**Assigned task**
Within the material, how many of the lines include the word "backed"? State only that number.

(Records for this exercise begins)

// SPDX-License-Identifier: Apache-2.0
// © James Ross Ω FLYING•ROBOTS <https://github.com/flyingrobots>
//! Filesystem-backed [`ConfigStore`].

use std::fs;
use std::io::ErrorKind;
use std::path::{Path, PathBuf};

use directories::ProjectDirs;

use crate::service::{validate_key, ConfigError, ConfigStore};

/// Stores configs as `<key>.json` files under one directory.
#[derive(Debug, Clone)]
pub struct FsConfigStore {
    base: PathBuf,
}

impl FsConfigStore {
    /// Store rooted at the user config directory (e.g. `~/.config/evsync`).
    pub fn new() -> Result<Self, ConfigError> {
        let proj =
            ProjectDirs::from("dev", "flyingrobots", "evsync").ok_or(ConfigError::NoConfigDir)?;
        Self::at(proj.config_dir())
    }

    /// Store rooted at `base`, created if missing.
    pub fn at(base: impl AsRef<Path>) -> Result<Self, ConfigError> {
        let base = base.as_ref().to_path_buf();
        fs::create_dir_all(&base)?;
        Ok(Self { base })
    }

    /// Directory holding the config files.
    pub fn base(&self) -> &Path {
        &self.base
    }

    /// File that backs `key`.
    pub fn path_for(&self, key: &str) -> Result<PathBuf, ConfigError> {
        validate_key(key)?;
        Ok(self.base.join(format!("{key}.json")))
    }
}

impl ConfigStore for FsConfigStore {
    fn load_raw(&self, key: &str) -> Result<Vec<u8>, ConfigError> {
        match fs::read(self.path_for(key)?) {
            Ok(bytes) => Ok(bytes),
            Err(err) if err.kind() == ErrorKind::NotFound => Err(ConfigError::NotFound),
            Err(err) => Err(ConfigError::Io(err)),
        }
    }

    fn save_raw(&self, key: &str, data: &[u8]) -> Result<(), ConfigError> {
        let path = self.path_for(key)?;
        fs::create_dir_all(&self.base)?;
        // Replaced via rename; readers never see a partial file.
        let tmp = path.with_extension("json.tmp");
        fs::write(&tmp, data)?;
        fs::rename(&tmp, &path)?;
        Ok(())
    }
}
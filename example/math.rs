/// Adds two integers together.
///
/// # Examples
/// ```
/// assert_eq!(add(2, 3), 5);
/// ```
pub fn add(a: i32, b: i32) -> i32 {
    a + b
}

/// Computes the factorial of `n` recursively.
/// Returns 1 for n <= 1.
pub fn factorial(n: u64) -> u64 {
    if n <= 1 { 1 } else { n * factorial(n - 1) }
}

/// Returns the larger of two values using a generic bound.
pub fn max_val<T: PartialOrd>(a: T, b: T) -> T {
    if a > b { a } else { b }
}

pub fn square(x: f64) -> f64 {
    x * x
}

/// A simple stack backed by a Vec.
pub struct Stack<T> {
    data: Vec<T>,
}

impl<T> Stack<T> {
    /// Creates an empty stack.
    pub fn new() -> Self {
        Stack { data: Vec::new() }
    }

    /// Pushes a value onto the top of the stack.
    pub fn push(&mut self, value: T) {
        self.data.push(value);
    }

    /// Pops a value from the top of the stack, or None if empty.
    pub fn pop(&mut self) -> Option<T> {
        self.data.pop()
    }

    /// Returns true if the stack contains no elements.
    pub fn is_empty(&self) -> bool {
        self.data.is_empty()
    }
}
use std::collections::HashMap;
use std::path::{Component, Path, PathBuf};
use std::sync::{Arc, Mutex, PoisonError};
use std::time::{Duration, Instant, SystemTime};

use glob::Pattern;
use ignore::gitignore::{Gitignore, GitignoreBuilder};
use walkdir::WalkDir;

/// Which paths under a project root the indexer must not touch: dotfiles,
/// configured directory names, glob excludes, and the root `.gitignore`.
pub struct SkipRules {
    root: PathBuf,
    gitignore: Gitignore,
    skip_dirs: Vec<String>,
    excludes: Vec<Pattern>,
}

impl SkipRules {
    pub fn load(root: &Path, skip_dirs: &[String], excludes: &[String]) -> Self {
        let mut builder = GitignoreBuilder::new(root);
        let gitignore_path = root.join(".gitignore");
        if gitignore_path.is_file() {
            if let Some(err) = builder.add(&gitignore_path) {
                tracing::warn!("partially parsed {}: {err}", gitignore_path.display());
            }
        }
        let gitignore = builder.build().unwrap_or_else(|e| {
            tracing::warn!("ignoring {}: {e}", gitignore_path.display());
            Gitignore::empty()
        });

        Self {
            root: root.to_path_buf(),
            gitignore,
            skip_dirs: skip_dirs.to_vec(),
            excludes: excludes
                .iter()
                .filter_map(|g| Pattern::new(g).ok())
                .collect(),
        }
    }

    pub fn root(&self) -> &Path {
        &self.root
    }

    fn skipped_name(&self, name: &str) -> bool {
        name.starts_with('.') || self.skip_dirs.iter().any(|d| d == name)
    }

    fn relative<'a>(&self, path: &'a Path) -> Option<&'a Path> {
        path.strip_prefix(&self.root).ok()
    }

    pub fn should_skip_dir(&self, path: &Path) -> bool {
        let Some(rel) = self.relative(path) else {
            return false;
        };
        if rel.as_os_str().is_empty() {
            return false;
        }
        if rel
            .file_name()
            .and_then(|n| n.to_str())
            .is_some_and(|n| self.skipped_name(n))
        {
            return true;
        }
        // Prune directories covered by any exclude pattern
        let probe = format!("{}/x", rel.to_string_lossy());
        if self.excludes.iter().any(|p| p.matches(&probe)) {
            return true;
        }
        self.gitignore.matched(path, true).is_ignore()
    }

    /// True for files the indexer would never have picked up: dotfiles, files
    /// below a skipped directory, glob excludes and gitignored paths.
    pub fn should_skip_file(&self, path: &Path) -> bool {
        let Some(rel) = self.relative(path) else {
            return false;
        };
        let in_skipped_dir = rel
            .parent()
            .into_iter()
            .flat_map(|p| p.components())
            .any(|c| match c {
                Component::Normal(name) => name.to_str().is_some_and(|n| self.skipped_name(n)),
                _ => false,
            });
        if in_skipped_dir {
            return true;
        }
        if rel
            .file_name()
            .and_then(|n| n.to_str())
            .is_some_and(|n| n.starts_with('.'))
        {
            return true;
        }
        let rel_str = rel.to_string_lossy();
        if self.excludes.iter().any(|p| p.matches(&rel_str)) {
            return true;
        }
        self.gitignore
            .matched_path_or_any_parents(path, false)
            .is_ignore()
    }
}

/// Collect all indexable files under `rules.root()` whose extension is in
/// `extensions`, in a stable order.
pub fn collect_files(rules: &SkipRules, extensions: &[String]) -> Vec<PathBuf> {
    WalkDir::new(rules.root())
        .sort_by_file_name()
        .into_iter()
        .filter_entry(|e| e.depth() == 0 || !e.file_type().is_dir() || !rules.should_skip_dir(e.path()))
        .filter_map(|e| e.ok())
        .filter(|e| e.file_type().is_file())
        .filter_map(|e| {
            let path = e.path();
            let ext = path.extension().and_then(|e| e.to_str()).unwrap_or("");
            if !extensions.iter().any(|e| e == ext) {
                return None;
            }
            if rules.should_skip_file(path) {
                return None;
            }
            Some(path.to_path_buf())
        })
        .collect()
}

struct CachedRules {
    rules: Arc<SkipRules>,
    loaded_at: Instant,
    gitignore_mtime: Option<SystemTime>,
}

/// Parsed [`SkipRules`] per project root. An entry is reused while it is
/// younger than the TTL and the root `.gitignore` keeps its mtime.
pub struct SkipRulesCache {
    ttl: Duration,
    skip_dirs: Vec<String>,
    excludes: Vec<String>,
    entries: Mutex<HashMap<PathBuf, CachedRules>>,
}

impl SkipRulesCache {
    pub fn new(ttl: Duration, skip_dirs: Vec<String>, excludes: Vec<String>) -> Self {
        Self {
            ttl,
            skip_dirs,
            excludes,
            entries: Mutex::new(HashMap::new()),
        }
    }

    pub fn rules_for(&self, root: &Path) -> Arc<SkipRules> {
        let mtime = gitignore_mtime(root);
        let mut entries = self.entries.lock().unwrap_or_else(PoisonError::into_inner);
        if let Some(cached) = entries.get(root) {
            if cached.loaded_at.elapsed() < self.ttl && cached.gitignore_mtime == mtime {
                return Arc::clone(&cached.rules);
            }
        }

        let rules = Arc::new(SkipRules::load(root, &self.skip_dirs, &self.excludes));
        entries.insert(
            root.to_path_buf(),
            CachedRules {
                rules: Arc::clone(&rules),
                loaded_at: Instant::now(),
                gitignore_mtime: mtime,
            },
        );
        rules
    }

    pub fn clear(&self) {
        self.entries
            .lock()
            .unwrap_or_else(PoisonError::into_inner)
            .clear();
    }
}

fn gitignore_mtime(root: &Path) -> Option<SystemTime> {
    std::fs::metadata(root.join(".gitignore"))
        .and_then(|m| m.modified())
        .ok()
}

(Records for this exercise ends)

**Answer to this task**
2